Un choc silencieux pour les collectifs de travail
L’âge moyen des 18 740 salariés concernés par ce GEPP est de 44 ans (12 ans d’ancienneté), ce qui accentue encore les effets délétères de cette transformation. D’autant que les postes en décroissance se concentrent souvent sur des salariés de plus de 45 ans, peu mobiles, fortement enracinés dans leurs fonctions. Par exemple, sur les métiers financiers en décroissance (près de 500 salariés), la moyenne d’âge est de 46 ans pour une ancienneté de 14 ans. Quelles perspectives réelles de reconversion pour ces populations ?
Face à cette réalité, l’entreprise évoque des dispositifs d’accompagnement : reclassements internes, passerelles métiers, formations, appuis psychologiques, Rupture Conventionnelle Collective… Mais le diagnostic emploi ne laisse guère de doutes sur la faiblesse des métiers identifiés comme porteurs.

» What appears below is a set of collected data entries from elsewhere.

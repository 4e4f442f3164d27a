use serde_json::Value;

/// Field names whose values are masked before a request body reaches a log
/// line. Matching is on the exact name at the top level only.
pub const SENSITIVE_FIELDS: &[&str] = &["password", "token", "secret", "apiKey"];

/// Replacement written over a sensitive field's value.
pub const REDACTION_MARKER: &str = "[REDACTED]";

/// Returns a copy of `body` with every top-level sensitive field replaced by
/// the redaction marker. Nested objects are left untouched; callers must not
/// rely on this for anything below the top level.
pub fn redact_fields(body: &Value) -> Value {
    let mut redacted = body.clone();
    if let Value::Object(map) = &mut redacted {
        for field in SENSITIVE_FIELDS {
            if let Some(value) = map.get_mut(*field) {
                *value = Value::String(REDACTION_MARKER.to_string());
            }
        }
    }
    redacted
}
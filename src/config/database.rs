//! PostgreSQL connection pool initialization.
//!
//! The database URL is read from the `DATABASE_URL` environment variable.

use sqlx::PgPool;
use std::env;

/// Initializes a PostgreSQL connection pool.
///
/// # Panics
///
/// Panics if `DATABASE_URL` is not set or the connection fails. This is
/// called once during startup; a server without a database cannot serve.
pub async fn init_db_pool() -> PgPool {
    let database_url = env::var("DATABASE_URL").expect("DATABASE_URL must be set");

    PgPool::connect(&database_url)
        .await
        .expect("Failed to connect to database")
}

A moyen terme, la GEPP se traduira par des mobilités contraintes, des départs subis, et un affaiblissement de la richesse humaine du groupe.
Une logique budgétaire mais pas industrielle Par cette transformation, ENGIE veut répondre au défi climatique tout en accroissant sa performance financière.
L’objectif est clair : 10 Md € d’investissements/an, dont 80 % alignés sur la taxonomie verte, avec réduction de la dette nette de 2 Md € et des coûts opérationnels (OPEX) de 0,5 Md € d’ici 2028.
Conséquence : réduction drastique des niveaux hiérarchiques, chasse aux “dépenses non essentielles” (voyages, consultants…), pression sur les managers de proximité… C’est un recentrage drastique des investissements sur les projets rentables très rapidement ou liés aux activités cœur.
Pour la CGT, une contre-stratégie ambitieuse s’impose face à cette trajectoire déjà engagée
Il faut une autre vision du travail et de la transition car la GEPP est totalement détournée de sa vocation initiale : c’est un simple levier de « gestion sociale de la décroissance », sans véritable ambition d’accompagnement des transformations. La CGT pointe l’absence de projection qualitative des métiers, la faiblesse des dispositifs de développement des compétences et l’effacement progressif de certaines expertises. Elle exige la continuité des droits, la reconnaissance du travail réel et de véritables parcours professionnels. Car aucune transition ne peut se faire sans les travailleurs, et l’histoire montre que toutes les précédentes ont assuré un équilibre (fragile) entre innovation et justice sociale. ENGIE, depuis trop longtemps asphyxiée par sa logique de performance actionnariale, oublie le social inscrit dans ses gênes. Aucune décarbonation ne réussira sans l’adhésion, la compétence et l’engagement des femmes et des hommes pour la porter.
Aucune transition ne peut se faire sans l’engagement des femmes et des hommes pour la porter
La transition énergétique n’est pas qu’un défi technologique, c’est un enjeu social et de société. Et si ENGIE veut rester un acteur « utile », elle doit réconcilier ambition climatique et engagements sociaux. C’est là que se joue sa légitimité dans cette transition.